Adults who started semaglutide or liraglutide to lose weight were later diagnosed with depression far more often than matched people who never started the drugs, a study across 13 South Korean hospitals found. Semaglutide users carried about three and a half times the rate of new depression diagnoses.
That figure (a hazard ratio of 3.42, meaning roughly 3.4 times the rate, with a 95 percent confidence interval running from 1.51 to 7.74) is the loudest signal in a cohort study published July 6 in Diabetes, Obesity and Metabolism ↗. A hazard ratio of 1.0 would mean no difference between the groups. Semaglutide ↗, sold for weight loss as Wegovy, and liraglutide ↗, sold as Saxenda, both target the GLP-1 receptor ↗, the gut-hormone switch these drugs flip to blunt appetite.
The researchers pulled electronic records from 2018 to 2025 and mapped them to the OMOP common data model, a shared format that lets separate hospitals pool records. They used a new-user design. Everyone in the drug group was starting the medication for the first time, matched by propensity score against people with similar profiles who did not. That gave 2,357 semaglutide starters against 22,602 non-starters, and 6,953 liraglutide starters against 68,001. Ten safety outcomes were tracked at each hospital, then combined by meta-analysis.
The mental-health numbers dominated. Beyond depression, semaglutide users were more than twice as likely to receive any psychiatric diagnosis (2.02) and about 2.4 times as likely to be diagnosed with an anxiety disorder. They were also nearly four times as likely to be coded for a gut-motility problem or obstruction (3.91), the kind of stalled-stomach complaint the drugs are already known to cause, and modestly more likely to have a vision problem recorded (1.58).
Liraglutide's panel was broader but milder. Its users saw elevated rates of psychiatric diagnoses overall (1.66), anxiety (1.68), and depression (1.51), plus liver trouble (1.46), pancreatobiliary disorders (1.33), the pancreatitis-and-gallstone cluster (1.40), and vision problems (1.34). Almost every arrow pointed the same way: more diagnoses in the people on the drug.
Here is the catch, and it is a big one. The comparison group was people who never took the drug, not people on a different weight-loss treatment. That is the weakest comparator available, because the reasons someone seeks out a GLP-1 (higher weight, more clinic visits, more baseline distress) are also reasons they get diagnosed with more of everything. Someone who starts an injectable and sees a doctor every few weeks has more chances to be coded for depression or a stomach complaint than someone who never came in. Detection can masquerade as risk.

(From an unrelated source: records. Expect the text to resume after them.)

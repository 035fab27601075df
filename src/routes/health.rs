use axum::extract::State;
use axum::http::StatusCode;
use axum::Json;
use serde::Serialize;

use crate::app_state::AppState;

#[derive(Serialize)]
pub struct HealthResponse {
    pub status: String,
    pub version: String,
    pub checks: HealthChecks,
}

#[derive(Serialize)]
pub struct HealthChecks {
    pub database: ComponentHealth,
    pub redis: ComponentHealth,
}

#[derive(Serialize)]
pub struct ComponentHealth {
    pub status: String,
    pub latency_ms: Option<u64>,
}

impl ComponentHealth {
    fn ok(start: std::time::Instant) -> Self {
        Self {
            status: "ok".to_string(),
            latency_ms: Some(start.elapsed().as_millis() as u64),
        }
    }

    fn error() -> Self {
        Self {
            status: "error".to_string(),
            latency_ms: None,
        }
    }

    fn is_ok(&self) -> bool {
        self.status == "ok"
    }
}

/// GET /health — database and queue connectivity.
pub async fn health_check(State(state): State<AppState>) -> (StatusCode, Json<HealthResponse>) {
    let start = std::time::Instant::now();
    let database = match sqlx::query("SELECT 1").execute(&state.db).await {
        Ok(_) => ComponentHealth::ok(start),
        Err(e) => {
            tracing::warn!(error = %e, "Database health check failed");
            ComponentHealth::error()
        }
    };

    let redis_start = std::time::Instant::now();
    let redis = match state.queue.health_check().await {
        Ok(()) => ComponentHealth::ok(redis_start),
        Err(e) => {
            tracing::warn!(error = %e, "Redis health check failed");
            ComponentHealth::error()
        }
    };

    let all_healthy = database.is_ok() && redis.is_ok();
    let status_code = if all_healthy {
        StatusCode::OK
    } else {
        StatusCode::SERVICE_UNAVAILABLE
    };

    let response = HealthResponse {
        status: if all_healthy { "ok" } else { "degraded" }.to_string(),
        version: env!("CARGO_PKG_VERSION").to_string(),
        checks: HealthChecks { database, redis },
    };

    (status_code, Json(response))
}
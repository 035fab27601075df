use chrono::{DateTime, Utc};
use serde::{Deserialize, Serialize};
use strum::{Display, EnumString};
use uuid::Uuid;

/// Lifecycle state of a verification work item.
///
/// Items start `Pending` and make exactly one transition to a terminal
/// state, performed by the detection worker. A terminal status never reverts.
#[derive(Debug, Clone, Copy, Serialize, Deserialize, PartialEq, Eq, Display, EnumString)]
#[serde(rename_all = "snake_case")]
#[strum(serialize_all = "snake_case")]
pub enum WorkItemStatus {
    Pending,
    Processed,
    Error,
}

impl WorkItemStatus {
    pub fn is_terminal(self) -> bool {
        !matches!(self, WorkItemStatus::Pending)
    }
}

/// An encoded image produced by a capture adapter.
#[derive(Debug, Clone, PartialEq, Eq)]
pub struct CapturedImage {
    pub bytes: Vec<u8>,
    pub content_type: String,
}

impl CapturedImage {
    pub fn jpeg(bytes: Vec<u8>) -> Self {
        Self {
            bytes,
            content_type: "image/jpeg".to_string(),
        }
    }

    pub fn is_empty(&self) -> bool {
        self.bytes.is_empty()
    }
}

/// A persisted unit of asynchronous verification work.
#[derive(Debug, Clone)]
pub struct VerificationWorkItem {
    pub id: Uuid,
    pub payload: CapturedImage,
    pub status: WorkItemStatus,
    /// Number of detections; only meaningful once `status` is `Processed`.
    pub match_count: Option<u32>,
    pub error: Option<String>,
    pub attempts: i32,
    pub created_at: DateTime<Utc>,
    pub updated_at: DateTime<Utc>,
}

/// Row state carried by a change notification.
#[derive(Debug, Clone, Serialize, Deserialize, PartialEq, Eq)]
pub struct WorkItemChange {
    pub id: Uuid,
    pub status: WorkItemStatus,
    #[serde(default)]
    pub match_count: Option<u32>,
}

impl WorkItemChange {
    pub fn processed(id: Uuid, match_count: u32) -> Self {
        Self {
            id,
            status: WorkItemStatus::Processed,
            match_count: Some(match_count),
        }
    }

    pub fn errored(id: Uuid) -> Self {
        Self {
            id,
            status: WorkItemStatus::Error,
            match_count: None,
        }
    }
}

/// Returned by a successful dispatch; identifies the work item to correlate on.
#[derive(Debug, Clone, Copy, PartialEq, Eq, Hash)]
pub struct WorkItemHandle {
    pub id: Uuid,
}
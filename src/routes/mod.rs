pub mod health;
pub mod metrics;
pub mod verify;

This section has watched the comparator decide the headline before. A Korean cohort earlier this year found that GLP-1 drugs raised depression risk against one diabetes drug and not another ↗; switch the reference group and the verdict flipped. And in people with bipolar disorder, semaglutide was tied to fewer psychiatric hospitalizations ↗, not more. Randomized trials, where the comparison is fixed by design, have not shown these drugs cause depression, which is why regulators reviewing suicidality reports found no causal link. The authors themselves flag that the signal wobbled: semaglutide's vision result and liraglutide's liver result did not survive every sensitivity analysis.
What the study does add is a population. Most GLP-1 safety data comes from diabetes trials, where patients are sicker and watched closely. This is a look at the weight-loss indication specifically, in ordinary hospital records, and it says the psychiatric column deserves a proper prospective study rather than reassurance borrowed from diabetes cohorts. It is a flag, not a verdict. Read it as a reason to measure, not a reason to stop.